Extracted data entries

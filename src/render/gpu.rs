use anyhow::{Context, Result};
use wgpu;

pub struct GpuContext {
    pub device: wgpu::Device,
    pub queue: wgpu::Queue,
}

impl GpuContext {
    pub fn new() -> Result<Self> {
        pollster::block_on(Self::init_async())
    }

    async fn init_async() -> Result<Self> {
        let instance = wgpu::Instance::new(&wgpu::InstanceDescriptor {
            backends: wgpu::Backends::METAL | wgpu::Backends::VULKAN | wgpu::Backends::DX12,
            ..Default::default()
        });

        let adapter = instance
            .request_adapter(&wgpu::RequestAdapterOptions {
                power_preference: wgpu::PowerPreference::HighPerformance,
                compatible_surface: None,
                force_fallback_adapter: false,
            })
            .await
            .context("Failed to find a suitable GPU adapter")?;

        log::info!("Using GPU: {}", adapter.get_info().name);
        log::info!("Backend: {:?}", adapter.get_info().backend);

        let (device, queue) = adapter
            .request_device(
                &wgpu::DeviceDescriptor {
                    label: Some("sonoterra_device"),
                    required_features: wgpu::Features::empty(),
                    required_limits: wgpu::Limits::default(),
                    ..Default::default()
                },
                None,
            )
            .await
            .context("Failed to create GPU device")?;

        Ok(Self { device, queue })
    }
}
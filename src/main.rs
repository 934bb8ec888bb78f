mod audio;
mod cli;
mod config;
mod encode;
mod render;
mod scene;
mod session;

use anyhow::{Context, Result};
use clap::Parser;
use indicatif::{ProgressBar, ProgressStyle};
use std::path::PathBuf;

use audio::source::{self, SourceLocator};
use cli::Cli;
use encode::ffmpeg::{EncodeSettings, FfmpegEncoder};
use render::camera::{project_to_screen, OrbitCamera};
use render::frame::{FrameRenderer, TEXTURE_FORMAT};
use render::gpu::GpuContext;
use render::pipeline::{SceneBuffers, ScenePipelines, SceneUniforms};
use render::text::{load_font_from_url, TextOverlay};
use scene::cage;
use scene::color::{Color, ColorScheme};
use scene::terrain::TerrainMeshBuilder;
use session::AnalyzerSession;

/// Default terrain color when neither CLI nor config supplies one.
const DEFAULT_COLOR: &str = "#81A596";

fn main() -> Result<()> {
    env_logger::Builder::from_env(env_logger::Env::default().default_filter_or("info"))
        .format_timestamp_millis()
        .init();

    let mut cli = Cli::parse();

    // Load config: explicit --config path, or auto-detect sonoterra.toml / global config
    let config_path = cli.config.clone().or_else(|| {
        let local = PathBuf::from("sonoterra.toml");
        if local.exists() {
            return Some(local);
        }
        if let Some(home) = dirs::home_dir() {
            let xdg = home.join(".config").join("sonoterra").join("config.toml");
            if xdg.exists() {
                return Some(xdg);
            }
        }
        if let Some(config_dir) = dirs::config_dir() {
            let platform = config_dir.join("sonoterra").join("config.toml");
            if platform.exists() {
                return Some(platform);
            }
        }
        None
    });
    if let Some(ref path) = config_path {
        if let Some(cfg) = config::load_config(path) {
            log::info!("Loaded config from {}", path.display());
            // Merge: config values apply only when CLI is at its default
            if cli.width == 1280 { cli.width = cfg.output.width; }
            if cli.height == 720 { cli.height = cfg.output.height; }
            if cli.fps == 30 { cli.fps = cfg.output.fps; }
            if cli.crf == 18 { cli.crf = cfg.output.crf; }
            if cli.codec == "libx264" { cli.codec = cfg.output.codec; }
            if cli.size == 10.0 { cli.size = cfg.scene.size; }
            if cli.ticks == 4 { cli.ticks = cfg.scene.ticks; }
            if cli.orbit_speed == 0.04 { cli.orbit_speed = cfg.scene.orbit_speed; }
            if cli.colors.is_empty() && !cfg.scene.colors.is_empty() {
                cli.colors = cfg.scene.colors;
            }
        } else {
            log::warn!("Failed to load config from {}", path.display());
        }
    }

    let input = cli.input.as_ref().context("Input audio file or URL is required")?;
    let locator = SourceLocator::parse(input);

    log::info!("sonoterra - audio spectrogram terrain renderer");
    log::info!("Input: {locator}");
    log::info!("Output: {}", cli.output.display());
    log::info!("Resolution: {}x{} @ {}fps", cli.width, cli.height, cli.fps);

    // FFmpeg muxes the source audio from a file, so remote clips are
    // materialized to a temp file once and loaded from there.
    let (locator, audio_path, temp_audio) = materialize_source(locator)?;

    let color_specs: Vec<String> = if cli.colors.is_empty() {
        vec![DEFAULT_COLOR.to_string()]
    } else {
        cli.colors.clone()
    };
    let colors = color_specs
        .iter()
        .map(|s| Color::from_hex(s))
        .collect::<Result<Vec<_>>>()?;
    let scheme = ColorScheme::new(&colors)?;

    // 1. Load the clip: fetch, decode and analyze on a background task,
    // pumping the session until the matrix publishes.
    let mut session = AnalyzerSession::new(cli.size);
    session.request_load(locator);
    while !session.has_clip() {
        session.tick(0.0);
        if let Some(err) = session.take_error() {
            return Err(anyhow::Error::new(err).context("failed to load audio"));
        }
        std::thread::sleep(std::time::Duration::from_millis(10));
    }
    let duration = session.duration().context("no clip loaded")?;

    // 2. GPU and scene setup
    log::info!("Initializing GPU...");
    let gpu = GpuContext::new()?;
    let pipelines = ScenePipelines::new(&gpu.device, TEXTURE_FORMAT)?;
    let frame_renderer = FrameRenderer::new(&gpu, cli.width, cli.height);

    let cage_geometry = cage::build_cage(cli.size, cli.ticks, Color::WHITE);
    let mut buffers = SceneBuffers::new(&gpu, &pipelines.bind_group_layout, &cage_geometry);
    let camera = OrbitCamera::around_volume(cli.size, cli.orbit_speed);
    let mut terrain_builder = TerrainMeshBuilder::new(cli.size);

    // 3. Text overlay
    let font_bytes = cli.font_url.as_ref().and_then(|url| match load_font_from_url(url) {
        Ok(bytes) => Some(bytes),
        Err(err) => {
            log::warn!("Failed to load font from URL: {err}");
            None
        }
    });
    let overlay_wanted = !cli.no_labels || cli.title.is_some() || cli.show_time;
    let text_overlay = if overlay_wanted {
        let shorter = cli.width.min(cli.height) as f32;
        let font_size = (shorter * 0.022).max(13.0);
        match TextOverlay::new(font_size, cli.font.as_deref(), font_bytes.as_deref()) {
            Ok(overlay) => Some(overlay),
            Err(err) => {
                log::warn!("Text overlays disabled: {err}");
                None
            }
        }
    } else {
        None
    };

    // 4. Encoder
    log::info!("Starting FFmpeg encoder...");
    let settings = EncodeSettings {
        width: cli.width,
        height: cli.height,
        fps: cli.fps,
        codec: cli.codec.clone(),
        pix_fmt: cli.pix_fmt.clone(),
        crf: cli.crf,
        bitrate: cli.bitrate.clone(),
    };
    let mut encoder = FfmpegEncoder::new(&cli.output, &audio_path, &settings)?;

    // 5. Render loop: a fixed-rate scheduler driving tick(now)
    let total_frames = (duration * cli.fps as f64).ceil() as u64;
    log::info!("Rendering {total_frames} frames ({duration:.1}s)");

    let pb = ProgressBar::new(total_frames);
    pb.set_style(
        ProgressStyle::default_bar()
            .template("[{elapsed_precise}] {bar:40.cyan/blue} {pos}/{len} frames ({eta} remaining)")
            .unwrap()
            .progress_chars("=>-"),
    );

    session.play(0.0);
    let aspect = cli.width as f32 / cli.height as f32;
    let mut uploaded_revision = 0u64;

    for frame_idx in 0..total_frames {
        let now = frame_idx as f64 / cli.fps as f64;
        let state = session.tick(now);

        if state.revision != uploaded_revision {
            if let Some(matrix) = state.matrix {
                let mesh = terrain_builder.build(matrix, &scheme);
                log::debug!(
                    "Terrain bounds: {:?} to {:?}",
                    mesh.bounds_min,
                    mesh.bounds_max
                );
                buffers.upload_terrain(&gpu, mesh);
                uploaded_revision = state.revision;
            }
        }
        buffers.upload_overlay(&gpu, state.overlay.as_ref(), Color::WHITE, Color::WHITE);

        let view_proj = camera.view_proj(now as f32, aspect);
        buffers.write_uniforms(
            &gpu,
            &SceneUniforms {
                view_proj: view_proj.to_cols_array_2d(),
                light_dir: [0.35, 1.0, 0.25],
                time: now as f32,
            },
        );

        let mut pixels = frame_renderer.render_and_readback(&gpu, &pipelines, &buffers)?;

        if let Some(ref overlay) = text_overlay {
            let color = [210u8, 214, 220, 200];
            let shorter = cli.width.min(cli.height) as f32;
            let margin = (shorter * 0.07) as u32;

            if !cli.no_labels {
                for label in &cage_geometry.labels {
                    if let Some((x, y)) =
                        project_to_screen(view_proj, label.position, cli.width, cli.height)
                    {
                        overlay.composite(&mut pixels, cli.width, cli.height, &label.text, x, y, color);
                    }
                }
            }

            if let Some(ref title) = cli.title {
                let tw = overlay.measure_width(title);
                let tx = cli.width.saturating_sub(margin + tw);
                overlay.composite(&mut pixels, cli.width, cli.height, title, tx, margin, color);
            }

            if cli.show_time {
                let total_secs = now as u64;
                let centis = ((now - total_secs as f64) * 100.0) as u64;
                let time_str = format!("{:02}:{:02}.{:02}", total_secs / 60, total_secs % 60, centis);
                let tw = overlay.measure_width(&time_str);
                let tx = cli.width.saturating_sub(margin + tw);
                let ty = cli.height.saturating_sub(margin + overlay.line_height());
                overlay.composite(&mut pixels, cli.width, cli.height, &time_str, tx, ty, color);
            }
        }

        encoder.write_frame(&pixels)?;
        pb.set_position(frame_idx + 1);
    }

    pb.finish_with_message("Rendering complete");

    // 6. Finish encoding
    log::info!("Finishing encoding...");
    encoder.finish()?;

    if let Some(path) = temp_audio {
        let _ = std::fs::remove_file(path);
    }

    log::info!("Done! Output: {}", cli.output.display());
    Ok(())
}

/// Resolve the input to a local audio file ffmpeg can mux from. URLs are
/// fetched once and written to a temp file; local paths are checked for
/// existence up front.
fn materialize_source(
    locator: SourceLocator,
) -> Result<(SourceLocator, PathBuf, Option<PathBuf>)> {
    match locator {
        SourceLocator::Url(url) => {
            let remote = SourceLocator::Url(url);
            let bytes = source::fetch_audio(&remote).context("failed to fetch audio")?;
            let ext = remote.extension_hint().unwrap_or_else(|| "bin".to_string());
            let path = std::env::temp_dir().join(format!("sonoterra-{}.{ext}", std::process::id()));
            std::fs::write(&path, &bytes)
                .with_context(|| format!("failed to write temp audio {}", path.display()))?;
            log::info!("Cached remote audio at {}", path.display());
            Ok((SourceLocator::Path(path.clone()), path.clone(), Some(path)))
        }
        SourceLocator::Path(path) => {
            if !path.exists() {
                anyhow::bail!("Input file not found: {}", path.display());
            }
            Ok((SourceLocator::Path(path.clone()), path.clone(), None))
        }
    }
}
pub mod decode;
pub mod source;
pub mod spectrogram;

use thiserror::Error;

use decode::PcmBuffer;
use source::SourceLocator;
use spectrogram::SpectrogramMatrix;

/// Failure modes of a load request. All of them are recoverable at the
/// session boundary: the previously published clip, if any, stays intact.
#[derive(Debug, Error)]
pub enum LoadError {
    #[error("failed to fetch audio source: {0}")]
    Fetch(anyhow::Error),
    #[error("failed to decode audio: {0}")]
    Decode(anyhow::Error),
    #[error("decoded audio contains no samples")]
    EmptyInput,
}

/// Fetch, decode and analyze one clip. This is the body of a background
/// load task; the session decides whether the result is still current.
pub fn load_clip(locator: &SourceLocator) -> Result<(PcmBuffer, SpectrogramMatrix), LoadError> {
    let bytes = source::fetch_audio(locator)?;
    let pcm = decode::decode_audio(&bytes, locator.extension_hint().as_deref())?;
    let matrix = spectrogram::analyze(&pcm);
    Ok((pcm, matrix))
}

Assignment ▸
Write the lines out again exactly, from the one containing "Ok((SourceLocator::Path(path.clone()), path.clone(), None))" through the last line of the records, and include no other lines.

Result ▸
            Ok((SourceLocator::Path(path.clone()), path.clone(), None))
        }
    }
}
pub mod decode;
pub mod source;
pub mod spectrogram;

use thiserror::Error;

use decode::PcmBuffer;
use source::SourceLocator;
use spectrogram::SpectrogramMatrix;

/// Failure modes of a load request. All of them are recoverable at the
/// session boundary: the previously published clip, if any, stays intact.
#[derive(Debug, Error)]
pub enum LoadError {
    #[error("failed to fetch audio source: {0}")]
    Fetch(anyhow::Error),
    #[error("failed to decode audio: {0}")]
    Decode(anyhow::Error),
    #[error("decoded audio contains no samples")]
    EmptyInput,
}

/// Fetch, decode and analyze one clip. This is the body of a background
/// load task; the session decides whether the result is still current.
pub fn load_clip(locator: &SourceLocator) -> Result<(PcmBuffer, SpectrogramMatrix), LoadError> {
    let bytes = source::fetch_audio(locator)?;
    let pcm = decode::decode_audio(&bytes, locator.extension_hint().as_deref())?;
    let matrix = spectrogram::analyze(&pcm);
    Ok((pcm, matrix))
}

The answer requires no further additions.